How to complete this task:
Below are records to be reproduced exactly and in full.

(Data supplied begins)

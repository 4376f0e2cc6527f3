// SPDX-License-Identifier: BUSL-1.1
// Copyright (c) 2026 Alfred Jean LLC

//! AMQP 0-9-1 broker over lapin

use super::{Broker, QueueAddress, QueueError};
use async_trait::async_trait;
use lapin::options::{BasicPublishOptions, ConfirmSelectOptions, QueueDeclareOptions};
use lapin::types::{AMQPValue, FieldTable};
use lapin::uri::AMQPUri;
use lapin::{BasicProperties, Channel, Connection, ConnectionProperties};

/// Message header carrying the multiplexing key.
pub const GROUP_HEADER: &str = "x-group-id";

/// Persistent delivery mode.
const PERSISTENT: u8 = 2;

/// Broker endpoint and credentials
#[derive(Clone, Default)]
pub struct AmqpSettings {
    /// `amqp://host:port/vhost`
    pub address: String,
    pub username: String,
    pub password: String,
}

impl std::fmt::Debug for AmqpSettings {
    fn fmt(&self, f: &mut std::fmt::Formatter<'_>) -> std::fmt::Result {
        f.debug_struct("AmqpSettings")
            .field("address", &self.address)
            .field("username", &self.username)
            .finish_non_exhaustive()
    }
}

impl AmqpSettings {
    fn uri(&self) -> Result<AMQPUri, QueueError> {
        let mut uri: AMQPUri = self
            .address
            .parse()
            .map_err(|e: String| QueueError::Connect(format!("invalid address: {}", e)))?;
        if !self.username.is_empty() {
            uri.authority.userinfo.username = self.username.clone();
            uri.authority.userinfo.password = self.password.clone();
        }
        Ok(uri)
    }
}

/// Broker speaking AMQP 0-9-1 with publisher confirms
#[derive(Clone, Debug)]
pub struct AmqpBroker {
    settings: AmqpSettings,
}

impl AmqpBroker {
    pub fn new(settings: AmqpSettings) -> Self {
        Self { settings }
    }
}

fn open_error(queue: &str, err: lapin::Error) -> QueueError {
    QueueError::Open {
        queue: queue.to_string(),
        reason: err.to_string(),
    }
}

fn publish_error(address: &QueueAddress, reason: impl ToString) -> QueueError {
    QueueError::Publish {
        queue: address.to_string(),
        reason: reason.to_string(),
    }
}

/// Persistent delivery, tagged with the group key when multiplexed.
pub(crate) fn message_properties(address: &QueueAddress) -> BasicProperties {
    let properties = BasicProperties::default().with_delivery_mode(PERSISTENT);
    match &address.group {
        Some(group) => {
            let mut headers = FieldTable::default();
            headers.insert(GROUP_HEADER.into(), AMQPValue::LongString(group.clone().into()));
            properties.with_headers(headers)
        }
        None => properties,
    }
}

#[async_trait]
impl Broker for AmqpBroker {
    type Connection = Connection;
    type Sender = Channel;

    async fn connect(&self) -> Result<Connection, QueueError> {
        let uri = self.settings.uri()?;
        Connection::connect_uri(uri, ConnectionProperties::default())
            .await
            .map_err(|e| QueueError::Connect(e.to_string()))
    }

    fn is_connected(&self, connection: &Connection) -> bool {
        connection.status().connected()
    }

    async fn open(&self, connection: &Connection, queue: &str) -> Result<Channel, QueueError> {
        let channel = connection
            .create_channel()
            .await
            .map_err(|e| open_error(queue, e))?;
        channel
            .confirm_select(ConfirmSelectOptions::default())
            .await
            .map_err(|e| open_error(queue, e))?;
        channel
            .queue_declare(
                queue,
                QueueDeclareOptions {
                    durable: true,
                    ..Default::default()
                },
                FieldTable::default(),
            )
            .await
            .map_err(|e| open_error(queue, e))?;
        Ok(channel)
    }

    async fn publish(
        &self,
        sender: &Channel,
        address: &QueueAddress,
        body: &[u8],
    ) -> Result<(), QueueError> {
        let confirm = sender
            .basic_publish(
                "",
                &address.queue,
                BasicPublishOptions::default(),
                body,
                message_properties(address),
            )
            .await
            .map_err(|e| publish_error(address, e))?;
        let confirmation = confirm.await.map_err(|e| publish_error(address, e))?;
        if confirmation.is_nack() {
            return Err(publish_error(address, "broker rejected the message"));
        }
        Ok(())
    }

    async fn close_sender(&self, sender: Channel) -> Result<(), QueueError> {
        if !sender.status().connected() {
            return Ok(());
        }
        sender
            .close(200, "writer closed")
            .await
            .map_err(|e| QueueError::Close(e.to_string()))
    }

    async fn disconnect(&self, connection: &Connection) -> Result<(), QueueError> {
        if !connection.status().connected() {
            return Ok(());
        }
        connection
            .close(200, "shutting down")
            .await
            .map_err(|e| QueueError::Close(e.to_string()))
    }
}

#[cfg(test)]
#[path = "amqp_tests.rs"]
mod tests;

(Data supplied ends)

Finished exercise:
repository 4376f0e2cc6527f3
// SPDX-License-Identifier: BUSL-1.1
// Copyright (c) 2026 Alfred Jean LLC

//! AMQP 0-9-1 broker over lapin

use super::{Broker, QueueAddress, QueueError};
use async_trait::async_trait;
use lapin::options::{BasicPublishOptions, ConfirmSelectOptions, QueueDeclareOptions};
use lapin::types::{AMQPValue, FieldTable};
use lapin::uri::AMQPUri;
use lapin::{BasicProperties, Channel, Connection, ConnectionProperties};

/// Message header carrying the multiplexing key.
pub const GROUP_HEADER: &str = "x-group-id";

/// Persistent delivery mode.
const PERSISTENT: u8 = 2;

/// Broker endpoint and credentials
#[derive(Clone, Default)]
pub struct AmqpSettings {
    /// `amqp://host:port/vhost`
    pub address: String,
    pub username: String,
    pub password: String,
}

impl std::fmt::Debug for AmqpSettings {
    fn fmt(&self, f: &mut std::fmt::Formatter<'_>) -> std::fmt::Result {
        f.debug_struct("AmqpSettings")
            .field("address", &self.address)
            .field("username", &self.username)
            .finish_non_exhaustive()
    }
}

impl AmqpSettings {
    fn uri(&self) -> Result<AMQPUri, QueueError> {
        let mut uri: AMQPUri = self
            .address
            .parse()
            .map_err(|e: String| QueueError::Connect(format!("invalid address: {}", e)))?;
        if !self.username.is_empty() {
            uri.authority.userinfo.username = self.username.clone();
            uri.authority.userinfo.password = self.password.clone();
        }
        Ok(uri)
    }
}

/// Broker speaking AMQP 0-9-1 with publisher confirms
#[derive(Clone, Debug)]
pub struct AmqpBroker {
    settings: AmqpSettings,
}

impl AmqpBroker {
    pub fn new(settings: AmqpSettings) -> Self {
        Self { settings }
    }
}

fn open_error(queue: &str, err: lapin::Error) -> QueueError {
    QueueError::Open {
        queue: queue.to_string(),
        reason: err.to_string(),
    }
}

fn publish_error(address: &QueueAddress, reason: impl ToString) -> QueueError {
    QueueError::Publish {
        queue: address.to_string(),
        reason: reason.to_string(),
    }
}

/// Persistent delivery, tagged with the group key when multiplexed.
pub(crate) fn message_properties(address: &QueueAddress) -> BasicProperties {
    let properties = BasicProperties::default().with_delivery_mode(PERSISTENT);
    match &address.group {
        Some(group) => {
            let mut headers = FieldTable::default();
            headers.insert(GROUP_HEADER.into(), AMQPValue::LongString(group.clone().into()));
            properties.with_headers(headers)
        }
        None => properties,
    }
}

#[async_trait]
impl Broker for AmqpBroker {
    type Connection = Connection;
    type Sender = Channel;

    async fn connect(&self) -> Result<Connection, QueueError> {
        let uri = self.settings.uri()?;
        Connection::connect_uri(uri, ConnectionProperties::default())
            .await
            .map_err(|e| QueueError::Connect(e.to_string()))
    }

    fn is_connected(&self, connection: &Connection) -> bool {
        connection.status().connected()
    }

    async fn open(&self, connection: &Connection, queue: &str) -> Result<Channel, QueueError> {
        let channel = connection
            .create_channel()
            .await
            .map_err(|e| open_error(queue, e))?;
        channel
            .confirm_select(ConfirmSelectOptions::default())
            .await
            .map_err(|e| open_error(queue, e))?;
        channel
            .queue_declare(
                queue,
                QueueDeclareOptions {
                    durable: true,
                    ..Default::default()
                },
                FieldTable::default(),
            )
            .await
            .map_err(|e| open_error(queue, e))?;
        Ok(channel)
    }

    async fn publish(
        &self,
        sender: &Channel,
        address: &QueueAddress,
        body: &[u8],
    ) -> Result<(), QueueError> {
        let confirm = sender
            .basic_publish(
                "",
                &address.queue,
                BasicPublishOptions::default(),
                body,
                message_properties(address),
            )
            .await
            .map_err(|e| publish_error(address, e))?;
        let confirmation = confirm.await.map_err(|e| publish_error(address, e))?;
        if confirmation.is_nack() {
            return Err(publish_error(address, "broker rejected the message"));
        }
        Ok(())
    }

    async fn close_sender(&self, sender: Channel) -> Result<(), QueueError> {
        if !sender.status().connected() {
            return Ok(());
        }
        sender
            .close(200, "writer closed")
            .await
            .map_err(|e| QueueError::Close(e.to_string()))
    }

    async fn disconnect(&self, connection: &Connection) -> Result<(), QueueError> {
        if !connection.status().connected() {
            return Ok(());
        }
        connection
            .close(200, "shutting down")
            .await
            .map_err(|e| QueueError::Close(e.to_string()))
    }
}

#[cfg(test)]
#[path = "amqp_tests.rs"]
mod tests;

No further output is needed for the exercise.